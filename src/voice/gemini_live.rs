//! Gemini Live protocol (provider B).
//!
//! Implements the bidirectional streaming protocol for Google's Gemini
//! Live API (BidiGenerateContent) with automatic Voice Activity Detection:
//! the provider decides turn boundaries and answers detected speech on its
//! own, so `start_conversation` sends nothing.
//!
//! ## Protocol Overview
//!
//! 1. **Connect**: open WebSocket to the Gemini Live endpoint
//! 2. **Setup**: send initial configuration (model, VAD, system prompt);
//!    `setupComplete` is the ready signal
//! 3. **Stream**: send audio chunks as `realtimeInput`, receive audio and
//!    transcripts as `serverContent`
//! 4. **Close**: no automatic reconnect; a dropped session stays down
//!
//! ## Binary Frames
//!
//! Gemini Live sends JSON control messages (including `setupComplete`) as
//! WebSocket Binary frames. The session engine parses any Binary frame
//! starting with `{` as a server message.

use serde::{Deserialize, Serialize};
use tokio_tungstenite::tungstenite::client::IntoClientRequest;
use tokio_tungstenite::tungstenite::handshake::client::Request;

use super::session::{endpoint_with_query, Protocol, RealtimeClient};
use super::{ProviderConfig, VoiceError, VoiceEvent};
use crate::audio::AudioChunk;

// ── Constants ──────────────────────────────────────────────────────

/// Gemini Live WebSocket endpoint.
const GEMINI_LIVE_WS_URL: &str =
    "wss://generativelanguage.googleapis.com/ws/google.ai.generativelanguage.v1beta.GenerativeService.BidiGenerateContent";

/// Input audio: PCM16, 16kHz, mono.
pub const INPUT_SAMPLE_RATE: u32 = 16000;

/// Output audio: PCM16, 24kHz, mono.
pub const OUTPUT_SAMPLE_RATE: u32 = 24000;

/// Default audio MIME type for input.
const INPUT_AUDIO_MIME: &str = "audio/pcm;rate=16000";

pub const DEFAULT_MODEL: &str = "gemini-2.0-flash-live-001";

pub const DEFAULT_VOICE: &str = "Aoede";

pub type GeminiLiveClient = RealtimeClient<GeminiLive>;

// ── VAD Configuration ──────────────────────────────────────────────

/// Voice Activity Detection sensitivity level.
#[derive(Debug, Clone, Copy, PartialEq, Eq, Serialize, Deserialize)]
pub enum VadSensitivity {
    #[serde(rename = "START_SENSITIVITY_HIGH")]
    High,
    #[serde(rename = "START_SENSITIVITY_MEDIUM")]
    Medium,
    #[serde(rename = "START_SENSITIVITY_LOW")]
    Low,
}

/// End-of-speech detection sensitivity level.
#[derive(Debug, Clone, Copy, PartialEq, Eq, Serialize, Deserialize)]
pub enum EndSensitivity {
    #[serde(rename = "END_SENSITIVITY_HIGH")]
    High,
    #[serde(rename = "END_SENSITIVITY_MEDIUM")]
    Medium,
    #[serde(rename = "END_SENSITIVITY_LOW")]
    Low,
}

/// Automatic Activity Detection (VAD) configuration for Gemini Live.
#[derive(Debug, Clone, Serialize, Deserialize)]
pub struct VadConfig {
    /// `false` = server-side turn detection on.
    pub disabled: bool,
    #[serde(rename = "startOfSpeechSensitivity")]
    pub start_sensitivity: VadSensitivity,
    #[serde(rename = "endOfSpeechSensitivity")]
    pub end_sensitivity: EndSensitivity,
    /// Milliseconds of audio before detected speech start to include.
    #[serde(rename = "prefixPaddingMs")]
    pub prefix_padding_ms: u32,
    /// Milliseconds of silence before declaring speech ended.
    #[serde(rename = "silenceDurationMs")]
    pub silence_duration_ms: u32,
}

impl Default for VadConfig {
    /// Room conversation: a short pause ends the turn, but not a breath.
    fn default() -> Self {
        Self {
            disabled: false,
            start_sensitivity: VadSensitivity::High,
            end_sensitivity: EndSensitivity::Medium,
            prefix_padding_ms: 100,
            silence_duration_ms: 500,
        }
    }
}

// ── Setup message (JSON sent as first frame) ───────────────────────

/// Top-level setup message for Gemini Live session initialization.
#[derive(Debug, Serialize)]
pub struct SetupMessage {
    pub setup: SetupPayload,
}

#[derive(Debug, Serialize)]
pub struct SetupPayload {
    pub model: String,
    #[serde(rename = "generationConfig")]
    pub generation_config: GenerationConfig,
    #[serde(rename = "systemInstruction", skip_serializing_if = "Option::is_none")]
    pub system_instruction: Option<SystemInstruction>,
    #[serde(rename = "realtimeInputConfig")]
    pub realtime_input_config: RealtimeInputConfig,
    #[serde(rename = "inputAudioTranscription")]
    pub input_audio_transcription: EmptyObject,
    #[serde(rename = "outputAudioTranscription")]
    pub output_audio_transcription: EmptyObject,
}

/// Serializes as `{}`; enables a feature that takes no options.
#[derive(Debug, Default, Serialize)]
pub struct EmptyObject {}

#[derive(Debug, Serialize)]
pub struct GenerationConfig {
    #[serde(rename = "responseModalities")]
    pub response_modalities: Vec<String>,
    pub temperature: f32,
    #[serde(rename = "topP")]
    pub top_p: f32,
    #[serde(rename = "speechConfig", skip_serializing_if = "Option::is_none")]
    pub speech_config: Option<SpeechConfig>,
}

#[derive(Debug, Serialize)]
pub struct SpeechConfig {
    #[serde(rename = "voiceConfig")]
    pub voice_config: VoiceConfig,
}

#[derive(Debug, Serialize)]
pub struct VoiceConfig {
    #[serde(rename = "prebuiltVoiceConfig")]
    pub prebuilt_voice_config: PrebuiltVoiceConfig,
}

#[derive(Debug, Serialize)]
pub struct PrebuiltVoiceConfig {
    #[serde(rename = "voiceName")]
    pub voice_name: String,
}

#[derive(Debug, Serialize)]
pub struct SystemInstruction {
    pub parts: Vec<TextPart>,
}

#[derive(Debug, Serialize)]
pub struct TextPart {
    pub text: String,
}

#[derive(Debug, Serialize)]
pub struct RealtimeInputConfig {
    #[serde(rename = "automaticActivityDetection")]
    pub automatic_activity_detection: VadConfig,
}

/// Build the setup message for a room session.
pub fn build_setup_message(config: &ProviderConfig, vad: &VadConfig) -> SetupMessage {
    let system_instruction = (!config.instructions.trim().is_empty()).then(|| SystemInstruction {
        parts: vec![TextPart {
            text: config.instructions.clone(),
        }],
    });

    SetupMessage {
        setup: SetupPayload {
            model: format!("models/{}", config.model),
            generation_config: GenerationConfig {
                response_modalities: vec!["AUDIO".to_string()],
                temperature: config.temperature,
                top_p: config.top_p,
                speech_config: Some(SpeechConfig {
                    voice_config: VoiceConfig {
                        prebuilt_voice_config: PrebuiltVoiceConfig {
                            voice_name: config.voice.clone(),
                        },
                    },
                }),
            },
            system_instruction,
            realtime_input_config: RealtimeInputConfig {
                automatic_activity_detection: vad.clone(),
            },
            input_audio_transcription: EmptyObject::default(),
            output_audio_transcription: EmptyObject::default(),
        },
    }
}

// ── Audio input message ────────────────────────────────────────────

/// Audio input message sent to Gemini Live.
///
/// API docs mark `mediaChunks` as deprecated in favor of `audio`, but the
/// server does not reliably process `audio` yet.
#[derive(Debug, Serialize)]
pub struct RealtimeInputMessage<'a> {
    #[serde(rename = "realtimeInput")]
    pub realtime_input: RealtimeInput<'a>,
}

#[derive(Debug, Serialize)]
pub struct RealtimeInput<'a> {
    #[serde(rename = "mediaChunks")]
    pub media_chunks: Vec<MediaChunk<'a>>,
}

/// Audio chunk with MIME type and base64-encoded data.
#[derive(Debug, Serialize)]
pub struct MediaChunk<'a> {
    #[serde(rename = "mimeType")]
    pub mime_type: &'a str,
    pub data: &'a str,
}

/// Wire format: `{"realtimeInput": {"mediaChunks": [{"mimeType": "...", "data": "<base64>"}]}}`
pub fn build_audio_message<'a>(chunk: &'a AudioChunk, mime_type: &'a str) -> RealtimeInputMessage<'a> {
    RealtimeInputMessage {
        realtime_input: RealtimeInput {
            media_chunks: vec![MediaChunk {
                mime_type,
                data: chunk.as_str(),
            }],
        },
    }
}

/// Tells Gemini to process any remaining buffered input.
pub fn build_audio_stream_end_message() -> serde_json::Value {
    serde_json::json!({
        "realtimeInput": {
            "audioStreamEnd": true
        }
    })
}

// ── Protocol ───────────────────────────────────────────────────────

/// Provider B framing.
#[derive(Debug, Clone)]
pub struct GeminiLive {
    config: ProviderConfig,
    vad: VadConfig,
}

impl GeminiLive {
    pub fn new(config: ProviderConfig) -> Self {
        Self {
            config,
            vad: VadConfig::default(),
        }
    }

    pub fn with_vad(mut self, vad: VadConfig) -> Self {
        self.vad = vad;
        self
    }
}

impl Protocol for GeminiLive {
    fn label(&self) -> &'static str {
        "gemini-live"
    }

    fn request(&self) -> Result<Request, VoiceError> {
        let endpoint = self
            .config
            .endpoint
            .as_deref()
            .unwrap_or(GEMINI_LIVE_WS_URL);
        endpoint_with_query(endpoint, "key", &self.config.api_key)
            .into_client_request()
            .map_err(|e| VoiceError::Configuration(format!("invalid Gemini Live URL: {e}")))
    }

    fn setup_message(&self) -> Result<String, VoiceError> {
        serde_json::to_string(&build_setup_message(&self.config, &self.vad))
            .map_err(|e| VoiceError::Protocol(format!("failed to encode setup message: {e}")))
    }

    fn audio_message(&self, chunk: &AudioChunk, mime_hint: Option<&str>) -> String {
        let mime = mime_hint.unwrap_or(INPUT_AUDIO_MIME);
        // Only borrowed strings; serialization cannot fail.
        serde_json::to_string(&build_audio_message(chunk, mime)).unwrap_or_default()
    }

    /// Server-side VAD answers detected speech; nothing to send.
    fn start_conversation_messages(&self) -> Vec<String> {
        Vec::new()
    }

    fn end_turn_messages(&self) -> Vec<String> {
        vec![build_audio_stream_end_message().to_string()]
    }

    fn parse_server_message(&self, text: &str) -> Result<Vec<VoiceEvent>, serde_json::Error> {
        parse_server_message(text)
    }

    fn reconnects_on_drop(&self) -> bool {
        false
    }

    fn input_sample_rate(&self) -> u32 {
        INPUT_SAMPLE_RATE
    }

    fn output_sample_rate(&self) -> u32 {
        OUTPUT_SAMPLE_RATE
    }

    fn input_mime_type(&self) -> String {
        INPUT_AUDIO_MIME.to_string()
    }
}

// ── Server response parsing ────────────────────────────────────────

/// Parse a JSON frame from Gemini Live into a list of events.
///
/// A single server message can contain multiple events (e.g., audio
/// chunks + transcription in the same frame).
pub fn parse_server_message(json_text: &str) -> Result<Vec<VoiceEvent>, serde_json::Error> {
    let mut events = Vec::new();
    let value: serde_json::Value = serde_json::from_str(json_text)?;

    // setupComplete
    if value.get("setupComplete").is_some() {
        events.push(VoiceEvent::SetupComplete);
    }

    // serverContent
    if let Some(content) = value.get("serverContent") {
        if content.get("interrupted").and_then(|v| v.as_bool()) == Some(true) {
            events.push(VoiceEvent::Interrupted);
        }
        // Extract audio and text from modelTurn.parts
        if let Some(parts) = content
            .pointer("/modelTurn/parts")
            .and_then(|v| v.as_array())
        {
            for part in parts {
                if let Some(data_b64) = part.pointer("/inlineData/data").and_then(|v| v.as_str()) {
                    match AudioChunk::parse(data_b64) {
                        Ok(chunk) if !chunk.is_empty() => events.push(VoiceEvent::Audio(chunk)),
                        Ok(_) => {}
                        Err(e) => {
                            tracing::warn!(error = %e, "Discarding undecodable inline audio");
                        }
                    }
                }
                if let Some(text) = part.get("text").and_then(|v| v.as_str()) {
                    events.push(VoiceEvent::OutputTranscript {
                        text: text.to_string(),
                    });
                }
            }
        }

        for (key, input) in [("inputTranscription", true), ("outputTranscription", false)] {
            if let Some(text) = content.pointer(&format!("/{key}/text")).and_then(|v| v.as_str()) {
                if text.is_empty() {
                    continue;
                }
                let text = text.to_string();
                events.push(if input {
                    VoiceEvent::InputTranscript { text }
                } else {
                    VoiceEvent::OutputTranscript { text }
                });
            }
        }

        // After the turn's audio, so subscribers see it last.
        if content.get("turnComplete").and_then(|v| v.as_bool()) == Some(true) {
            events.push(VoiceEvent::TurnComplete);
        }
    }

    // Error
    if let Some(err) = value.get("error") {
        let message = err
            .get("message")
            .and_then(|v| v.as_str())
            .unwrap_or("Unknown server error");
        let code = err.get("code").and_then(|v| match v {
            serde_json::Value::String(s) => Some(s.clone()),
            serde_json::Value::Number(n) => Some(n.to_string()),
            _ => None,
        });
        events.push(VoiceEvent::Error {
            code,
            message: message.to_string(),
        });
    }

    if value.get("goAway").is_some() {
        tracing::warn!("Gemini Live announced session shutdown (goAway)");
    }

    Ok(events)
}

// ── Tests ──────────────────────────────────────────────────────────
-------
What the task requires: Which lines in the records above include the word "false"? Copy them out.

Result for this exercise:
    /// `false` = server-side turn detection on.
            disabled: false,
        false
        for (key, input) in [("inputTranscription", true), ("outputTranscription", false)] {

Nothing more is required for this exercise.